*What the task requires:* Reading the records below, count the lines in which the string "crate" appears; write the number only.

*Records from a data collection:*

+++++

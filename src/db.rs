use anyhow::{anyhow, Context, Result};
use rusqlite::types::Type;
use rusqlite::{params, Connection, OptionalExtension};
use serde::de::DeserializeOwned;
use std::path::{Path, PathBuf};

use crate::error::RuleError;
use crate::models::{
    Company, Condition, ConditionValue, EmployeeLocations, NewCompany, ProcessedFeature,
    ProcessingResult, Rule, RuleDefinition, User,
};

const COMPANY_COLUMNS: &str = "id, url, name, founded_year, total_employees, headquarters_city,
    headquarters_country, employee_locations, employee_growth_2y, employee_growth_1y,
    employee_growth_6m, description, industry, imported_at, last_processed_at";

pub struct Database {
    conn: Connection,
    path: Option<PathBuf>,
}

/// One evaluated feature waiting to be appended for a company.
#[derive(Debug, Clone)]
pub struct NewResult {
    pub rule_id: i64,
    pub feature_name: String,
    pub result_value: String,
}

/// A stored rule whose columns no longer decode into a [`Rule`].
#[derive(Debug, Clone)]
pub struct UnreadableRule {
    pub id: i64,
    pub feature_name: String,
    pub error: RuleError,
}

struct StoredRuleRow {
    id: i64,
    user_id: i64,
    input: String,
    feature_name: String,
    boolean_operator: String,
    match_value: String,
    default_value: String,
    created_at: String,
}

fn decode_json<T: DeserializeOwned>(rule_id: i64, column: &str, raw: &str) -> Result<T, RuleError> {
    serde_json::from_str(raw)
        .map_err(|e| RuleError::malformed(format!("stored {} for rule {} is not JSON: {}", column, rule_id, e)))
}

fn decode_rule(row: StoredRuleRow, conditions: Vec<(String, String, String)>) -> Result<Rule, RuleError> {
    let match_value = decode_json(row.id, "match value", &row.match_value)?;
    let default_value = decode_json(row.id, "default value", &row.default_value)?;
    let boolean_operator = row.boolean_operator.parse()?;

    let mut decoded = Vec::with_capacity(conditions.len());
    for (target_object, operator, value) in conditions {
        let value: ConditionValue = decode_json(row.id, "condition value", &value)?;
        decoded.push(Condition {
            target_object,
            operator: operator.parse()?,
            value,
        });
    }

    Ok(Rule {
        id: row.id,
        user_id: row.user_id,
        definition: RuleDefinition {
            input: row.input,
            feature_name: row.feature_name,
            match_value,
            default_value,
            boolean_operator,
            conditions: decoded,
        },
        created_at: row.created_at,
    })
}
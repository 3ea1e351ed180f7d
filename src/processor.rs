//! Applies a user's rules to a batch of companies and records the outcomes.
//!
//! Evaluation runs on scoped threads, at most `max_parallel` companies at a
//! time, against snapshots loaded up front. Nothing touches the database
//! until every rule for a company has been decided, so no transaction is open
//! while an LLM call is in flight.

use std::collections::{HashMap, HashSet};
use std::thread;

use anyhow::{anyhow, Result};
use chrono::{DateTime, Datelike, SecondsFormat, Utc};
use serde::Serialize;
use serde_json::{Map, Value};
use tracing::{debug, info, warn};

use crate::ai::{LlmProvider, LlmResolver};
use crate::config::ProcessorConfig;
use crate::db::{Database, NewResult};
use crate::error::RuleError;
use crate::evaluate::Evaluator;
use crate::models::{Company, Rule};

/// Feature map for one company: `{"company": name, feature_name: value, ...}`.
#[derive(Debug, Clone, PartialEq, Serialize)]
pub struct CompanyFeatures {
    pub company: String,
    #[serde(flatten)]
    pub features: Map<String, Value>,
}

/// A (company, rule) pair or a company that produced no result.
#[derive(Debug, Clone, PartialEq, Serialize)]
pub struct ProcessingFailure {
    pub company_url: String,
    #[serde(skip_serializing_if = "Option::is_none")]
    pub feature_name: Option<String>,
    pub kind: &'static str,
    pub message: String,
}

impl ProcessingFailure {
    fn new(company_url: &str, feature_name: Option<&str>, err: &RuleError) -> Self {
        Self {
            company_url: company_url.to_string(),
            feature_name: feature_name.map(str::to_string),
            kind: err.kind(),
            message: err.to_string(),
        }
    }
}

#[derive(Debug, Default, Serialize)]
pub struct ProcessingReport {
    pub results: Vec<CompanyFeatures>,
    pub failures: Vec<ProcessingFailure>,
}

type RuleOutcome<'r> = (&'r Rule, Result<Value, RuleError>);

pub fn process(
    db: &Database,
    provider: &dyn LlmProvider,
    config: &ProcessorConfig,
    user_name: &str,
    urls: &[String],
) -> Result<ProcessingReport> {
    process_at(db, provider, config, user_name, urls, Utc::now())
}

/// Same as [`process`] with an explicit clock. `company_age` and the
/// recorded timestamps both come from `now`.
pub fn process_at(
    db: &Database,
    provider: &dyn LlmProvider,
    config: &ProcessorConfig,
    user_name: &str,
    urls: &[String],
    now: DateTime<Utc>,
) -> Result<ProcessingReport> {
    let user = db
        .get_user_by_name(user_name)?
        .ok_or_else(|| RuleError::UserNotFound(user_name.to_string()))?;
    let (rules, unreadable) = db.load_rules(user.id)?;
    for bad in &unreadable {
        warn!(rule_id = bad.id, feature = %bad.feature_name, "Stored rule is unreadable: {}", bad.error);
    }

    let mut seen = HashSet::new();
    let urls: Vec<String> = urls
        .iter()
        .filter(|url| seen.insert(url.to_string()))
        .cloned()
        .collect();

    let mut by_url: HashMap<String, Company> = db
        .get_companies_by_urls(&urls)?
        .into_iter()
        .map(|company| (company.url.clone(), company))
        .collect();

    let mut report = ProcessingReport::default();
    let mut companies = Vec::with_capacity(urls.len());
    for url in &urls {
        match by_url.remove(url) {
            Some(company) => companies.push(company),
            None => {
                let err = RuleError::CompanyNotFound(url.clone());
                warn!("{}", err);
                report.failures.push(ProcessingFailure::new(url, None, &err));
            }
        }
    }

    info!(
        user = %user.user_name,
        companies = companies.len(),
        rules = rules.len(),
        model = provider.model_name(),
        "Processing batch"
    );

    let evaluator = Evaluator::new(now.year(), LlmResolver::new(provider));
    let outcomes = evaluate_companies(evaluator, &companies, &rules, config.max_parallel)?;

    let processed_at = now.to_rfc3339_opts(SecondsFormat::Secs, true);
    for (company, outcome) in companies.iter().zip(outcomes) {
        let mut features = Map::new();
        let mut pending = Vec::new();

        for bad in &unreadable {
            report
                .failures
                .push(ProcessingFailure::new(&company.url, Some(&bad.feature_name), &bad.error));
        }

        for (rule, result) in outcome {
            let feature_name = &rule.definition.feature_name;
            match result {
                Ok(value) => {
                    pending.push(NewResult {
                        rule_id: rule.id,
                        feature_name: feature_name.clone(),
                        result_value: serde_json::to_string(&value)?,
                    });
                    features.insert(feature_name.clone(), value);
                }
                Err(err) => {
                    warn!(company = %company.url, feature = %feature_name, "Skipping feature: {}", err);
                    report
                        .failures
                        .push(ProcessingFailure::new(&company.url, Some(feature_name), &err));
                }
            }
        }

        db.record_company_results(company.id, user.id, &pending, &processed_at)?;
        debug!(company = %company.url, recorded = pending.len(), "Stored results");

        report.results.push(CompanyFeatures {
            company: company.name.clone(),
            features,
        });
    }

    info!(
        processed = report.results.len(),
        failures = report.failures.len(),
        "Batch complete"
    );
    Ok(report)
}

/// Evaluates every rule against every company, keeping company order.
fn evaluate_companies<'r>(
    evaluator: Evaluator<'_>,
    companies: &[Company],
    rules: &'r [Rule],
    max_parallel: usize,
) -> Result<Vec<Vec<RuleOutcome<'r>>>> {
    let mut outcomes = Vec::with_capacity(companies.len());

    for chunk in companies.chunks(max_parallel.max(1)) {
        let chunk_outcomes = thread::scope(|scope| {
            let handles: Vec<_> = chunk
                .iter()
                .map(|company| scope.spawn(move || evaluate_company(evaluator, company, rules)))
                .collect();

            handles
                .into_iter()
                .map(|handle| {
                    handle
                        .join()
                        .map_err(|_| anyhow!("Evaluation worker panicked"))
                })
                .collect::<Result<Vec<_>>>()
        })?;
        outcomes.extend(chunk_outcomes);
    }

    Ok(outcomes)
}

fn evaluate_company<'r>(
    evaluator: Evaluator<'_>,
    company: &Company,
    rules: &'r [Rule],
) -> Vec<RuleOutcome<'r>> {
    rules
        .iter()
        .map(|rule| {
            let result = evaluator
                .evaluate_rule(&rule.definition, company)
                .map(|matched| rule.definition.outcome(matched).clone());
            (rule, result)
        })
        .collect()
}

+++++

*Expected answer:* 8